Hey, it’s worth a try! This therapeutic drink to ward off colds is a comforting drink with a mild lemon and licorice flavor. And it’s very simple to make. It tastes a lot like one of those teas that's supposed to coat your throat.

  1. Praj says:

    One more natural therapeutic: Ginger Lemongrass Honey Tea. Just boil 4 cups of water with 2 teaspoons green tea or your favorite nice tea, 1 lemongrass stalk, and 1 inch chopped ginger for 5 minutes. Remove from heat and allow the fresh herbs to infuse into the tea. Strain the tea into a teapot and then mix in 2 teaspoons of local honey. Sipping this tea regularly works wonders with your sinuses & allergies.
    I have written this on my blog if you want to read it.


    • Renee Schettler Rossi, LC Editor-in-Chief says:

      Many thanks, Praj. So lovely. And yes, taking in local honey does wonders in terms of acclimating or recalibrating the body to the local pollen, yes? Again, many thanks.

  2. What is green aniseed?

    I drink Yogi Licorice Tea and think maybe I could add a little lemon and honey to it. I also use it to make licorice ice cream, using the Jeni’s Sweet Cream Ice Cream Recipe you posted and steeping three Yogi Licorice Tea Bags in the hot “custard” (it’s not really custard since there are no eggs, but you know what I mean) for 15 minutes before proceeding with the recipe. It has an elusive flavor, more like chai or gingerbread, not like black licorice at all. It reminds me of a licorice ice cream I had in Paris, crème glacé de réglisse at the Hotel Lutetia.

    • Renee Schettler Rossi says:

      Victoria, I love your creativity. And I, too, love licorice tea. While it doesn’t have quite the same properties as fenugreek in terms of healing, I think it would still be quite soothing to the body as well as the mind. Greatly appreciate you sharing your approach to licorice ice cream!

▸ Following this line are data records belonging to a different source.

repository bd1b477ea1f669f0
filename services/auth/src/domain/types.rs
use chrono::{DateTime, Utc};
use serde::{Deserialize, Serialize};
use uuid::Uuid;

/// One-time login code bound to an email address.
#[derive(Debug, Clone)]
pub struct AuthCode {
    pub id: Uuid,
    pub email: String,
    pub code: String,
    pub expires_at: DateTime<Utc>,
    pub used: bool,
    pub created_at: DateTime<Utc>,
}

impl AuthCode {
    /// Unused and not yet expired at `now`.
    pub fn is_valid_at(&self, now: DateTime<Utc>) -> bool {
        !self.used && self.expires_at > now
    }
}

/// Outbox event for async delivery (e.g. the login-code email).
#[derive(Debug, Clone, Serialize, Deserialize)]
pub struct OutboxEvent {
    pub id: Uuid,
    pub kind: String,
    pub payload: serde_json::Value,
    pub idempotency_key: String,
}

/// Caller admitted by the role gate; inserted into request extensions.
#[derive(Debug, Clone, PartialEq, Eq)]
pub struct AuthorizedCaller {
    pub email: String,
    pub role: String,
}

/// Auth code length in digits.
pub const AUTHCODE_LEN: usize = 6;

/// Auth code time-to-live in seconds (10 minutes).
pub const AUTHCODE_TTL_SECS: i64 = 600;

/// Outbox event kind written for every issued code.
pub const AUTHCODE_ISSUED_EVENT: &str = "authcode_issued";

/// Role required by the admin-only routes.
pub const ADMIN_ROLE: &str = "admin";
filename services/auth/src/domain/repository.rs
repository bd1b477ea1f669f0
#![allow(async_fn_in_trait)]

use uuid::Uuid;

use crate::domain::types::{AuthCode, OutboxEvent};
use crate::error::AuthServiceError;

/// Repository for one-time auth codes.
pub trait AuthCodeRepository: Send + Sync {
    /// Insert a new auth code and its delivery outbox event atomically (same transaction).
    async fn create_with_outbox(
        &self,
        code: &AuthCode,
        event: &OutboxEvent,
    ) -> Result<(), AuthServiceError>;

    /// Find any valid (unused, unexpired) code matching email + code string.
    async fn find_valid(
        &self,
        email: &str,
        code: &str,
    ) -> Result<Option<AuthCode>, AuthServiceError>;

    /// Mark the code with this id used, only if it is still unused and unexpired.
    ///
    /// Returns `true` when this call flipped the flag. Concurrent callers for the
    /// same id see exactly one `true`.
    async fn consume(&self, id: Uuid) -> Result<bool, AuthServiceError>;
}

/// Read-only lookup of a user's role.
pub trait RoleRepository: Send + Sync {
    /// Role name of the user with this email. `None` when there is no such user
    /// or the user has no role.
    async fn find_role_by_email(&self, email: &str) -> Result<Option<String>, AuthServiceError>;
}
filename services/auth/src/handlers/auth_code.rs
use axum::{Json, extract::State, http::StatusCode, response::IntoResponse};
use axum_extra::extract::CookieJar;
use serde::{Deserialize, Serialize};

use lms_auth_types::{cookie::set_session_cookie, token::issue_session_token};

use crate::domain::email::Email;
use crate::error::AuthServiceError;
use crate::state::AppState;
use crate::usecase::authcode::{
    IssueAuthcodeInput, IssueAuthcodeUseCase, VerifyAuthcodeInput, VerifyAuthcodeUseCase,
};

// ── POST /auth/request_code ───────────────────────────────────────────────────

#[derive(Deserialize)]
pub struct RequestCodeRequest {
    pub email: String,
}

#[derive(Serialize)]
pub struct RequestCodeResponse {
    pub message: &'static str,
}

/// The code itself travels through the outbox to the mailer, never in this response.
pub async fn request_code(
    State(state): State<AppState>,
    Json(body): Json<RequestCodeRequest>,
) -> Result<impl IntoResponse, AuthServiceError> {
    let email = Email::parse(&body.email)?;

    let usecase = IssueAuthcodeUseCase {
        auth_codes: state.auth_code_repo(),
    };
    usecase
        .execute(IssueAuthcodeInput {
            email: email.into_inner(),
        })
        .await?;

    Ok((
        StatusCode::ACCEPTED,
        Json(RequestCodeResponse {
            message: "auth code sent",
        }),
    ))
}

// ── POST /auth/verify_code ────────────────────────────────────────────────────

#[derive(Deserialize)]
pub struct VerifyCodeRequest {
    pub email: String,
    pub code: String,
}

#[derive(Serialize)]
pub struct VerifyCodeResponse {
    pub email: String,
}

pub async fn verify_code(
    State(state): State<AppState>,
    jar: CookieJar,
    Json(body): Json<VerifyCodeRequest>,
) -> Result<impl IntoResponse, AuthServiceError> {
    let email = Email::parse(&body.email)?;

    // Sign first: a signing failure must not burn the one-time code.
    let (token, _exp) = issue_session_token(email.as_str(), &state.session_secret)
        .map_err(|e| AuthServiceError::Internal(e.into()))?;

    let usecase = VerifyAuthcodeUseCase {
        auth_codes: state.auth_code_repo(),
    };
    let login = usecase
        .execute(VerifyAuthcodeInput {
            email: email.into_inner(),
            code: body.code,
        })
        .await?;

    let jar = set_session_cookie(jar, token, state.cookie_domain.clone());

    Ok((
        StatusCode::OK,
        jar,
        Json(VerifyCodeResponse { email: login.email }),
    ))
}
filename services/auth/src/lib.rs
pub mod config;
pub mod domain;
pub mod error;
pub mod handlers;
pub mod infra;
pub mod middleware;
pub mod router;
pub mod state;
pub mod usecase;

      • Julie Larson says:

        Recipe looks great…but I too am curious what ‘GREEN ANISE SEED” is? Can you clarify?

        • Renee Schettler Rossi says:

          Sure. Green anise seeds are similar to fennel seeds but possess a stronger licorice flavor. The seeds vary in color from a greyish to brownish to greenish color, and I’ve taken out the “green” as a descriptor in the recipe as any anise seed will work in lovely fashion in this recipe.